Conversely, in a cholesterol-poor environment, such as the endoplasmic reticulum or ER, where CD19 is produced, the researchers suspect that CD81 can open up and ferry CD19 to the cell surface, where it then becomes part of the B-cell receptor—a core element of the immune system’s response to pathogens.

The findings suggest that “you could either give a drug that mimics cholesterol and holds CD81 closed or give a drug that interferes with cholesterol binding and causes it to be open,” said Zimmerman. “Both avenues could have therapeutic importance.”

One area of interest, the researchers say, is immune-based cancer treatments called CAR T-cell therapies that target B-cell cancers by homing in on CD19.

“Like they say in ‘Forrest Gump,’ life—or structural biology—is like a box of chocolates,” said Blacklow. “You never quite know what you’re going to get.”
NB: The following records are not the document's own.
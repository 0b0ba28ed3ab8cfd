// Generates and saves three 129×129 images of the default island:
// Raw heightmap (grayscale)
// Hill-shaded colour preview
// Spectral ocean heights of a 128×128 patch after two seconds

use image::{GrayImage, Luma};
use isle_core::ocean::SpectralOcean;
use isle_core::utils::{HeightMap2D, normalize2, unflatten2};
use isle_core::{OceanConfig, OceanKind, OceanModel, TerrainGenerator, render_preview};
use rand::SeedableRng;
use rand_pcg::Pcg64Mcg;
use std::path::Path;

fn save_grayscale(grid: &HeightMap2D, filename: &str) {
    let norm = normalize2(grid);
    let h = norm.len();
    let w = norm.first().map_or(0, Vec::len);
    let mut img = GrayImage::new(w as u32, h as u32);
    for (y, row) in norm.iter().enumerate() {
        for (x, &v) in row.iter().enumerate() {
            img.put_pixel(x as u32, y as u32, Luma([(v * 255.0).round() as u8]));
        }
    }
    img.save(Path::new(filename)).unwrap();
    println!("Saved {}", filename);
}

fn main() {
    // 1) Raw heightmap
    let terrain = TerrainGenerator::new(129, 129, 20.0).unwrap();
    save_grayscale(terrain.height_map(), "island_heightmap.png");

    // 2) Colour preview with the shoreline at 0.2
    let preview = render_preview(terrain.height_map(), 0.2);
    preview.save("island_preview.png").unwrap();
    println!("Saved island_preview.png");

    // 3) Ocean heights
    let config = OceanConfig {
        model: OceanKind::Spectral,
        ..Default::default()
    };
    let mut ocean = SpectralOcean::new(&config, &mut Pcg64Mcg::seed_from_u64(350)).unwrap();
    for _ in 0..120 {
        ocean.update(1.0 / 60.0);
    }
    let heights = unflatten2(ocean.heights(), ocean.grid_size());
    save_grayscale(&heights, "ocean_heights.png");
}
“But it’s almost always interesting,” said Kruse.

Illuminating dark matter

In addition to helping researchers understand and potentially target CD81, the discovery may illuminate other tetraspanins and their disease connections because they likely share CD81’s structure, the researchers say.

For example, the work could assist researchers who are taking aim at the tetraspanin CD37 in clinical trials to treat chronic lymphocytic leukemia and non-Hodgkin lymphoma.

Even if clinical applications don’t pan out, though, the work excites Blacklow because it represents one of the last remaining opportunities to illuminate “dark matter” in transmembrane protein biology, he said.

“A lot of times, we elucidate some new detail or facet of a particular molecule or process,” he said. “There are fewer and fewer completely new things that we get to see.”